Problem:
Each line from the first down to the one containing "let denom = p.sum_a + p.sum_b - p.numer;" should be returned exactly as it appears below.

Stored data entries:
•••
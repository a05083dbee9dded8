//! Similarity over sparse fingerprints.
//!
//! The materialized functions work on decoded `SparseFingerprint`s. The
//! streaming functions read wire buffers directly and never build a map.

use crate::wire::WireView;
use crate::{FingerprintError, HeaderField, Operand, Result, SparseFingerprint};
use std::cmp::Ordering;
use tracing::debug;

/// Denominators closer to zero than this score 0.0.
pub const DENOM_EPSILON: f64 = 1e-6;

/// Shared-minimum numerator and value totals of two fingerprints.
#[derive(Debug, Clone, Copy, PartialEq)]
struct VectParams {
    numer: f64,
    sum_a: f64,
    sum_b: f64,
}

fn vect_params(a: &SparseFingerprint, b: &SparseFingerprint) -> Result<VectParams> {
    if a.width() != b.width() {
        return Err(FingerprintError::Comparison(format!(
            "fingerprint widths differ: {} vs {}",
            a.width(),
            b.width()
        )));
    }

    let mut numer = 0.0;
    for (key, va) in a.iter() {
        let vb = b.get(key);
        if vb != 0 {
            numer += va.min(vb) as f64;
        }
    }

    Ok(VectParams {
        numer,
        sum_a: a.total() as f64,
        sum_b: b.total() as f64,
    })
}

/// `numer / (sumA + sumB - numer)`.
pub fn tanimoto(a: &SparseFingerprint, b: &SparseFingerprint) -> Result<f64> {
    let p = vect_params(a, b)?;
    let denom = p.sum_a + p.sum_b - p.numer;
    if denom.abs() < DENOM_EPSILON {
        return Ok(0.0);
    }
    Ok(p.numer / denom)
}

/// `2 * numer / (sumA + sumB)`.
pub fn dice(a: &SparseFingerprint, b: &SparseFingerprint) -> Result<f64> {
    let p = vect_params(a, b)?;
    let denom = p.sum_a + p.sum_b;
    if denom.abs() < DENOM_EPSILON {
        return Ok(0.0);
    }
    Ok(2.0 * p.numer / denom)
}

fn parse_pair<'a>(a: &'a [u8], b: &'a [u8]) -> Result<(WireView<'a>, WireView<'a>)> {
    let va = WireView::parse(a, Operand::First).map_err(|e| {
        debug!(error = %e, "rejected first sparse operand");
        e
    })?;
    let vb = WireView::parse(b, Operand::Second).map_err(|e| {
        debug!(error = %e, "rejected second sparse operand");
        e
    })?;
    if va.width() != vb.width() {
        return Err(FingerprintError::Format {
            operand: Operand::Second,
            field: HeaderField::Width,
            expected: va.width(),
            found: vb.width(),
        });
    }
    Ok((va, vb))
}

/// Tracks the last key of one stream to enforce strict ascent.
struct Ascent {
    operand: Operand,
    last: Option<u32>,
}

impl Ascent {
    fn new(operand: Operand) -> Self {
        Self {
            operand,
            last: None,
        }
    }

    #[inline]
    fn check(&mut self, key: u32) -> Result<()> {
        if let Some(prev) = self.last {
            if key <= prev {
                return Err(FingerprintError::Format {
                    operand: self.operand,
                    field: HeaderField::Key,
                    expected: prev.saturating_add(1),
                    found: key,
                });
            }
        }
        self.last = Some(key);
        Ok(())
    }
}

/// Dice similarity of two sparse wire buffers, computed in one merge-join
/// pass with constant extra space.
///
/// Both key streams must be strictly ascending and the declared widths must
/// agree.
pub fn streaming_dice(a: &[u8], b: &[u8]) -> Result<f64> {
    let (va, vb) = parse_pair(a, b)?;
    let mut ia = va.entries();
    let mut ib = vb.entries();
    let mut asc_a = Ascent::new(Operand::First);
    let mut asc_b = Ascent::new(Operand::Second);

    let mut sum_a = 0.0;
    let mut sum_b = 0.0;
    let mut numer = 0.0;

    let mut cur_a = ia.next();
    let mut cur_b = ib.next();

    loop {
        match (cur_a, cur_b) {
            (Some((ka, xa)), Some((kb, xb))) => match ka.cmp(&kb) {
                Ordering::Less => {
                    asc_a.check(ka)?;
                    sum_a += xa as f64;
                    cur_a = ia.next();
                }
                Ordering::Greater => {
                    asc_b.check(kb)?;
                    sum_b += xb as f64;
                    cur_b = ib.next();
                }
                Ordering::Equal => {
                    asc_a.check(ka)?;
                    asc_b.check(kb)?;
                    numer += xa.min(xb) as f64;
                    sum_a += xa as f64;
                    sum_b += xb as f64;
                    cur_a = ia.next();
                    cur_b = ib.next();
                }
            },
            (Some((ka, xa)), None) => {
                asc_a.check(ka)?;
                sum_a += xa as f64;
                cur_a = ia.next();
            }
            (None, Some((kb, xb))) => {
                asc_b.check(kb)?;
                sum_b += xb as f64;
                cur_b = ib.next();
            }
            (None, None) => break,
        }
    }

    let denom = sum_a + sum_b;
    if denom.abs() < DENOM_EPSILON {
        return Ok(0.0);
    }
    Ok(2.0 * numer / denom)
}

fn all_values(buf: &[u8], pred: impl Fn(i32) -> bool) -> Result<bool> {
    let view = WireView::parse(buf, Operand::First)?;
    Ok(view.entries().all(|(_, v)| pred(v)))
}

/// True when every value in the buffer is strictly greater than `threshold`.
/// An empty buffer is vacuously true.
pub fn all_values_above(buf: &[u8], threshold: i32) -> Result<bool> {
    all_values(buf, |v| v > threshold)
}

/// True when every value in the buffer is strictly less than `threshold`.
/// An empty buffer is vacuously true.
pub fn all_values_below(buf: &[u8], threshold: i32) -> Result<bool> {
    all_values(buf, |v| v < threshold)
}
//! Subcommand implementations. Each returns the text to print.

use crate::config::CliConfig;
use anyhow::{Context, Result};
use molfp_core::{
    all_values_above, count_overlap, count_range_overlap, streaming_dice, BitmapFingerprint,
    ByteA, SparseFingerprint,
};
use molfp_engine::GeneratorConfig;
use std::fmt::Write;
use std::path::Path;
use tracing::debug;

/// Read a file holding a hex-encoded varlena buffer.
pub fn load(path: &Path) -> Result<Vec<u8>> {
    let text = std::fs::read_to_string(path)
        .with_context(|| format!("failed to read {}", path.display()))?;
    let bytes = decode_hex(&text).with_context(|| format!("invalid hex in {}", path.display()))?;
    debug!(path = %path.display(), len = bytes.len(), "Loaded fingerprint");
    Ok(bytes)
}

pub fn decode_hex(text: &str) -> Result<Vec<u8>> {
    let compact: String = text.split_whitespace().collect();
    Ok(hex::decode(compact)?)
}

pub fn bitmap_sim(a: &[u8], b: &[u8], config: &CliConfig) -> Result<String> {
    let a = BitmapFingerprint::from_varlena(a).context("first bitmap")?;
    let b = BitmapFingerprint::from_varlena(b).context("second bitmap")?;
    let mut out = String::new();
    writeln!(out, "tanimoto\t{:.6}", a.tanimoto(&b)?)?;
    writeln!(out, "dice\t{:.6}", a.dice(&b)?)?;
    writeln!(
        out,
        "tversky\t{:.6}",
        a.tversky(&b, config.tversky_alpha, config.tversky_beta)?
    )?;
    Ok(out)
}

pub fn sparse_sim(a: &[u8], b: &[u8]) -> Result<String> {
    let wa = ByteA::from_varlena(a).context("first sparse fingerprint")?;
    let wb = ByteA::from_varlena(b).context("second sparse fingerprint")?;
    let streamed = streaming_dice(wa.as_bytes(), wb.as_bytes())?;

    let fa = SparseFingerprint::from_wire(wa.as_bytes())?;
    let fb = SparseFingerprint::from_wire(wb.as_bytes())?;
    let mut out = String::new();
    writeln!(out, "streaming_dice\t{streamed:.6}")?;
    writeln!(out, "tanimoto\t{:.6}", fa.tanimoto(&fb)?)?;
    writeln!(out, "dice\t{:.6}", fa.dice(&fb)?)?;
    Ok(out)
}

pub fn fold(buf: &[u8], config: &CliConfig) -> Result<String> {
    let fp = SparseFingerprint::from_varlena(buf)?;
    let folded = fp.to_bitmap(config.fold_bits)?;
    Ok(hex::encode(folded.to_varlena()))
}

pub fn range(buf: &[u8], config: &CliConfig) -> Result<String> {
    let fp = SparseFingerprint::from_varlena(buf)?;
    let ranges = fp.to_range_compressed(config.range_ints)?;
    Ok(hex::encode(ranges.to_varlena()))
}

/// Screen a query against a stored sparse fingerprint's folded summaries.
pub fn overlap(stored: &[u8], query: &[u8], config: &CliConfig) -> Result<String> {
    let stored = SparseFingerprint::from_varlena(stored).context("stored fingerprint")?;
    let query = SparseFingerprint::from_varlena(query).context("query fingerprint")?;

    let signature = stored.to_bitmap(config.fold_bits)?;
    let counts = count_overlap(Some(signature.as_bytes()), &query, config.fold_bits)?;
    let ranges = stored.to_range_compressed(config.range_ints)?;
    let r = count_range_overlap(&ranges, &query)?;

    let mut out = String::new();
    writeln!(
        out,
        "bits\tsum={} overlap_sum={} overlap_count={}",
        counts.sum, counts.overlap_sum, counts.overlap_count
    )?;
    writeln!(
        out,
        "ranges\tquery_sum={} key_sum={} overlap_low={} overlap_high={}",
        r.query_sum, r.key_sum, r.overlap_low, r.overlap_high
    )?;
    Ok(out)
}

/// Describe a buffer: sparse when its header parses, bitmap otherwise.
pub fn inspect(buf: &[u8]) -> Result<String> {
    match SparseFingerprint::from_varlena(buf) {
        Ok(fp) => {
            let wire = ByteA::from_varlena(buf)?;
            Ok(format!(
                "sparse\twidth={} elements={} total={} positive={}",
                fp.width(),
                fp.len(),
                fp.total(),
                all_values_above(wire.as_bytes(), 0)?
            ))
        }
        Err(e) => {
            debug!(error = %e, "Not a sparse fingerprint, reading as bitmap");
            let fp = BitmapFingerprint::from_varlena(buf)?;
            Ok(format!(
                "bitmap\tbits={} popcount={}",
                fp.num_bits(),
                fp.popcount()
            ))
        }
    }
}

/// Effective generator configuration as JSON.
pub fn generator_config() -> Result<String> {
    let config = GeneratorConfig::from_env()?;
    Ok(serde_json::to_string_pretty(&config)?)
}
•••
Written solution:
repository a05083dbee9dded8
//! Similarity over sparse fingerprints.
//!
//! The materialized functions work on decoded `SparseFingerprint`s. The
//! streaming functions read wire buffers directly and never build a map.

use crate::wire::WireView;
use crate::{FingerprintError, HeaderField, Operand, Result, SparseFingerprint};
use std::cmp::Ordering;
use tracing::debug;

/// Denominators closer to zero than this score 0.0.
pub const DENOM_EPSILON: f64 = 1e-6;

/// Shared-minimum numerator and value totals of two fingerprints.
#[derive(Debug, Clone, Copy, PartialEq)]
struct VectParams {
    numer: f64,
    sum_a: f64,
    sum_b: f64,
}

fn vect_params(a: &SparseFingerprint, b: &SparseFingerprint) -> Result<VectParams> {
    if a.width() != b.width() {
        return Err(FingerprintError::Comparison(format!(
            "fingerprint widths differ: {} vs {}",
            a.width(),
            b.width()
        )));
    }

    let mut numer = 0.0;
    for (key, va) in a.iter() {
        let vb = b.get(key);
        if vb != 0 {
            numer += va.min(vb) as f64;
        }
    }

    Ok(VectParams {
        numer,
        sum_a: a.total() as f64,
        sum_b: b.total() as f64,
    })
}

/// `numer / (sumA + sumB - numer)`.
pub fn tanimoto(a: &SparseFingerprint, b: &SparseFingerprint) -> Result<f64> {
    let p = vect_params(a, b)?;
    let denom = p.sum_a + p.sum_b - p.numer;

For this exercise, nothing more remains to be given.